New FCC Reports Act Would Preserve Sec. 706 Authority

Eshoo, Scalise to Introduce 'Manager's Amendment'

Ranking House Communications Subcommittee  member Anna Eshoo (D-Calif.) said she and Steve Scalise (R-La.), the House ajority whip and a Communications Subcommittee member, plan to introduce a managers' amendment -- essentially a substitute version of a bill -- to the "Federal Communications Commission Consolidated Reporting Act of 2015" that makes clear the consolidation of the reports, including the FCC's Sec. 706 report, does not impact the "explicit grant of broadband authority" under 706.

That will come in a markup of the bill today (Feb. 4) in the House Communications Subcommittee.

Elsewhere, members of the committee, as well as Senate Commerce Committee chairman John Thune (R-S.D.), have been working on a network neutrality bill that would both block reclassification of Internet access under Title II and "clarify" that Sec. 706 was not a broad brand of broadband regulatory authority.

The Eshoo-Scalise amendment also "preserves the FCC’s obligation to examine how retransmission-consent fees impact a consumer’s monthly bill," a report required by the recently passed STELA reauthorization.
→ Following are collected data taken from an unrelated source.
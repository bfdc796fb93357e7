//! LLM 层：客户端抽象与实现（Anthropic / OpenAI 兼容 / DeepSeek / Mock）

pub mod anthropic;
pub mod deepseek;
pub mod factory;
pub mod mock;
pub mod openai;
pub mod traits;

pub use anthropic::AnthropicClient;
pub use deepseek::{create_deepseek_client, DEEPSEEK_CHAT, DEEPSEEK_REASONER};
pub use factory::{create_provider, create_providers};
pub use mock::MockLlmClient;
pub use openai::OpenAiClient;
pub use traits::{
    Completion, CompletionRequest, CompletionStream, LlmClient, ProviderPair, StreamChunk, Usage,
};
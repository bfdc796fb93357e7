//! DeepSeek API 客户端（OpenAI 兼容格式）
//!
//! - Base URL: https://api.deepseek.com
//! - 模型: deepseek-chat (常规对话), deepseek-reasoner (思考模式)

use crate::llm::OpenAiClient;

pub const DEEPSEEK_BASE_URL: &str = "https://api.deepseek.com";
pub const DEEPSEEK_CHAT: &str = "deepseek-chat";
pub const DEEPSEEK_REASONER: &str = "deepseek-reasoner";

/// 创建 DeepSeek 客户端；base_url 未指定时使用官方端点
pub fn create_deepseek_client(model: Option<&str>, base_url: Option<&str>, api_key: &str) -> OpenAiClient {
    OpenAiClient::new(
        Some(base_url.unwrap_or(DEEPSEEK_BASE_URL)),
        model.unwrap_or(DEEPSEEK_CHAT),
        api_key,
    )
}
Republicans aren't happy with the FCC's use of Sec. 706 to justify new regs, particularly now that the FCC has raised its definition of advanced telecommunications to 25  Mbps. But they would prefer Sec. 706-based network-neutrality rules to the Title II reclassification FCC chairman Tom Wheeler is expected to propose in his draft of a new open Internet order, to be circulated Feb. 5.